The NGOs are suing Danone under a French law that imposes a duty of vigilance on larger companies over the environmental and social impact of their activities. They are obliged to map their impact in these areas, and to set out measures to address any serious harm. Not surprisingly, Danone fiercely denies the allegations that it failed to address plastics in its vigilance plan.
In fact, the company prides itself on its ambition for reducing plastics. According to conservation charity the Ellen MacArthur Foundation, it appears to be doing more than PepsiCo, Coca-Cola, Mondelez, Diageo, Mars and others to cut the amount of virgin plastic it is using — no mean feat for one of the world’s biggest bottled water producers.
But like others in the foundation’s global commitment to cut plastic waste, Danone increased its total volume of plastic packaging last year and is not expected to meet many of the voluntary targets it set for 2025.
Whether Danone wins or loses, this an important milestone in plastics-related litigation. The NGOs are not seeking damages for harm done or for misleading claims on sustainability as in most other cases. Instead, they want to demonstrate that the company’s overall strategy on plastic is not sufficient given the global risks to health and the environment of plastic waste. This argument was key to the case against Shell’s decarbonisation plan two years ago.

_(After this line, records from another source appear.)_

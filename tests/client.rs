//! Tests for the HTTP answer service client against a local fake server

use std::time::{Duration, Instant};

use qna_validator::service::{Endpoint, QnaClient};
use qna_validator::{AnswerCandidate, AnswerService, Error};
use tokio::io::{AsyncReadExt, AsyncWriteExt};
use tokio::net::TcpListener;
use tokio::task::JoinHandle;

/// Serve one HTTP response, returning the raw request that was received
async fn serve_once(status: &'static str, body: &'static str) -> (String, JoinHandle<String>) {
    let listener = TcpListener::bind("127.0.0.1:0").await.unwrap();
    let base = format!("http://{}", listener.local_addr().unwrap());

    let handle = tokio::spawn(async move {
        let (mut socket, _) = listener.accept().await.unwrap();
        let request = read_request(&mut socket).await;

        let response = format!(
            "HTTP/1.1 {}\r\nContent-Type: application/json\r\nContent-Length: {}\r\nConnection: close\r\n\r\n{}",
            status,
            body.len(),
            body
        );
        socket.write_all(response.as_bytes()).await.unwrap();
        socket.shutdown().await.ok();
        request
    });

    (base, handle)
}

async fn read_request(socket: &mut tokio::net::TcpStream) -> String {
    let mut buf = Vec::new();
    let mut chunk = [0u8; 1024];

    loop {
        let n = socket.read(&mut chunk).await.unwrap();
        if n == 0 {
            break;
        }
        buf.extend_from_slice(&chunk[..n]);

        let text = String::from_utf8_lossy(&buf).to_string();
        if let Some(header_end) = text.find("\r\n\r\n") {
            let content_length = text[..header_end]
                .lines()
                .find_map(|line| {
                    let (name, value) = line.split_once(':')?;
                    name.eq_ignore_ascii_case("content-length")
                        .then(|| value.trim().parse::<usize>().ok())
                        .flatten()
                })
                .unwrap_or(0);
            if buf.len() >= header_end + 4 + content_length {
                break;
            }
        }
    }

    String::from_utf8_lossy(&buf).to_string()
}

fn client(hostname: String, delay: Duration) -> QnaClient {
    let endpoint = Endpoint {
        hostname,
        auth_key: "secret-key".to_string(),
        knowledge_base: "kb-1".to_string(),
    };
    QnaClient::new(endpoint, Duration::from_secs(5), delay).unwrap()
}

#[tokio::test]
async fn test_generate_answer_request_shape() {
    let (base, server) = serve_once(
        "200 OK",
        r#"{"answers":[{"answer":"X is Y","score":0.9,"id":1},{"answer":"Other","score":0.1}]}"#,
    )
    .await;

    let client = client(format!("{}/qnamaker/", base), Duration::ZERO);
    let answers = client.ask("What is X?").await.unwrap();

    assert_eq!(
        answers,
        vec![
            AnswerCandidate {
                answer: "X is Y".to_string(),
                score: 0.9
            },
            AnswerCandidate {
                answer: "Other".to_string(),
                score: 0.1
            },
        ]
    );

    let request = server.await.unwrap();
    assert!(
        request.starts_with("POST /qnamaker/knowledgebases/kb-1/generateAnswer HTTP/1.1\r\n"),
        "unexpected request line: {}",
        request.lines().next().unwrap_or_default()
    );
    assert!(request
        .to_lowercase()
        .contains("authorization: endpointkey secret-key"));
    assert!(request.to_lowercase().contains("content-type: application/json"));
    assert!(request.ends_with(r#"{"question":"What is X?"}"#));
}

#[tokio::test]
async fn test_empty_answers_list() {
    let (base, server) = serve_once("200 OK", r#"{"answers":[]}"#).await;

    let answers = client(base, Duration::ZERO).ask("anything").await.unwrap();

    assert!(answers.is_empty());
    server.await.unwrap();
}

#[tokio::test]
async fn test_delay_follows_each_call() {
    let (base, server) = serve_once("200 OK", r#"{"answers":[]}"#).await;

    let start = Instant::now();
    client(base, Duration::from_millis(200)).ask("q").await.unwrap();

    assert!(start.elapsed() >= Duration::from_millis(200));
    server.await.unwrap();
}

#[tokio::test]
async fn test_auth_failure_is_an_error() {
    let (base, server) = serve_once("401 Unauthorized", r#"{"error":"bad key"}"#).await;

    let err = client(base, Duration::ZERO).ask("q").await.unwrap_err();

    match err {
        Error::ServiceStatus { status, body } => {
            assert_eq!(status, 401);
            assert!(body.contains("bad key"));
        }
        other => panic!("expected ServiceStatus, got {:?}", other),
    }
    server.await.unwrap();
}

#[tokio::test]
async fn test_missing_answers_field_is_invalid_response() {
    let (base, server) = serve_once("200 OK", r#"{"result":"nope"}"#).await;

    let err = client(base, Duration::ZERO).ask("q").await.unwrap_err();

    assert!(matches!(err, Error::ServiceResponse(_)));
    server.await.unwrap();
}

#[tokio::test]
async fn test_unreachable_service_is_request_error() {
    let listener = TcpListener::bind("127.0.0.1:0").await.unwrap();
    let base = format!("http://{}", listener.local_addr().unwrap());
    drop(listener);

    let err = client(base, Duration::ZERO).ask("q").await.unwrap_err();

    assert!(matches!(err, Error::ServiceRequest(_)));

    let rendered = err.render_chain();
    let mut lines = rendered.lines();
    assert_eq!(lines.next(), Some("Error: Request to answer service failed"));
    assert!(lines.all(|line| line.starts_with("  caused by: ")));
    assert_eq!(rendered.matches("error sending request").count(), 1, "{}", rendered);
}
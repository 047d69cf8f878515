//! QnA Validator - check a question-answering knowledge base against a
//! labeled dataset
//!
//! The pipeline loads a dataset, infers its question/answer columns, queries
//! an [`service::AnswerService`] row by row, grades each answer by fuzzy
//! similarity and writes a styled report.

pub mod cli;
pub mod commands;
pub mod common;
pub mod console;
pub mod dataset;
pub mod grading;
pub mod pipeline;
pub mod report;
pub mod service;

// Re-export commonly used types for tests
pub use common::{Error, Result};
pub use grading::{Grader, Verdict};
pub use service::{AnswerCandidate, AnswerService};
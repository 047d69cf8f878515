//! Pre-existing report detection

use std::path::Path;

use crate::common::{Error, Result};
use crate::console::Console;

/// Whether a run may write its report
#[derive(Debug, Clone, Copy, PartialEq, Eq)]
pub enum OutputStatus {
    /// No report at the output path (or it was removed)
    Ready,
    /// A report exists and the user chose to keep it
    Declined,
}

/// Make sure the report will not overwrite an earlier one
///
/// An existing file is only removed after the console confirms it. Must be
/// called before any row is processed.
pub fn ensure_output_available(path: &Path, console: &mut dyn Console) -> Result<OutputStatus> {
    if !path.exists() {
        return Ok(OutputStatus::Ready);
    }

    let shown = path.display().to_string();
    if !console.confirm(&format!("Would you like to delete {}", shown))? {
        return Ok(OutputStatus::Declined);
    }

    std::fs::remove_file(path).map_err(|e| Error::OutputRemoval {
        path: shown.clone(),
        error: e.to_string(),
    })?;
    tracing::info!("Removed previous report {}", shown);

    Ok(OutputStatus::Ready)
}
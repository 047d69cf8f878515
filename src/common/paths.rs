//! Configuration paths
//!
//! Uses the directories crate for platform-appropriate locations:
//! - Linux: `~/.config/qna-validator/`
//! - macOS: `~/Library/Application Support/qna-validator/`
//! - Windows: `%APPDATA%\qna-validator\`

use std::path::PathBuf;

/// Name used for the configuration directory
const APP_NAME: &str = "qna-validator";

/// Get the configuration directory path
pub fn config_dir() -> Option<PathBuf> {
    directories::ProjectDirs::from("", "", APP_NAME).map(|dirs| dirs.config_dir().to_path_buf())
}

/// Get the path to the configuration file
pub fn config_path() -> Option<PathBuf> {
    config_dir().map(|dir| dir.join("config.toml"))
}
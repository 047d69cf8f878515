//! QnA Validator - check a question-answering knowledge base against a
//! labeled dataset
//!
//! Sends every question in a spreadsheet or CSV file to the service, grades
//! the returned answers by text similarity and writes a PASS/FAIL report.

use clap::Parser;
use qna_validator::commands::RunArgs;
use qna_validator::common::logging;
use qna_validator::{cli, console::TerminalConsole};

#[derive(Parser)]
#[command(name = "qna-validator", about = "Validate a QnA knowledge base against expected answers")]
#[command(version, long_about = None)]
struct Cli {
    #[command(flatten)]
    run: RunArgs,
}

#[tokio::main(flavor = "current_thread")]
async fn main() {
    let cli = Cli::parse();

    logging::init_cli(cli.run.verbose);

    let mut console = TerminalConsole;
    match cli::dispatch(cli.run, &mut console).await {
        Ok(code) => std::process::exit(code),
        Err(e) => {
            eprintln!("{}", e.render_chain());
            std::process::exit(e.exit_code());
        }
    }
}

There have been a number of plastics-related lawsuits over the years. The first was as far back as 1971, according to Connor Fraser, prime author of the NYU School of Law’s newly launched plastics litigation tracker. But historically these have been infrequent.
Not any longer, say lawyers. Last year United Nations member states agreed to negotiate a legally binding global treaty on plastic pollution by the end of 2024. Meanwhile, individual governments and the EU are also tightening up rules.
As a result, law firm Baker McKenzie expects a “steep increase” in plastics- related lawsuits against companies, a wave that “may even reach the proportions of asbestos, tobacco, or opioid litigation”. A recent study from the philanthropic group Minderoo Foundation suggested that liability risks for plastics-related companies to 2030 could exceed $20bn in the US alone.
Meanwhile, the amount of plastic waste produced globally is expected to triple by 2060, with around half ending up in landfill and less than a fifth recycled, according to the OECD. Currently only 9 per cent is recycled, due to the complexities of collection, sorting and cost.
So recycling is not the answer. Reducing use is.
Investors are increasingly aware of the risks to their portfolio of companies who rely on plastics, and not just those who produce the material. “We are identifying companies that are major plastics users and are starting a dialogue with them to set targets on reduction of plastic use, for ‘re-use’ and for recycling,” says Arthur van Mansvelt, senior engagement specialist at Achmea Investment Management, the asset management arm of Dutch insurer Achmea.
Yet some investors stress the complexity companies face in addressing the problem. “If everyone eradicated all single use plastic and replaced it with environmentally friendly alternatives that could increase the call on land for bioplastics, for example, or increase the weight of every product which would have a negative impact on carbon emissions,” says Nick Stansbury, head of climate solutions at Legal & General Investment Management.
The world is still some way from finding an acceptable solution to the problem. In the meantime, it doesn’t matter whether a company is sincere about reducing its plastics exposure. Danone’s case shows that until the rising trend of plastics pollution begins to reverse, no one is safe.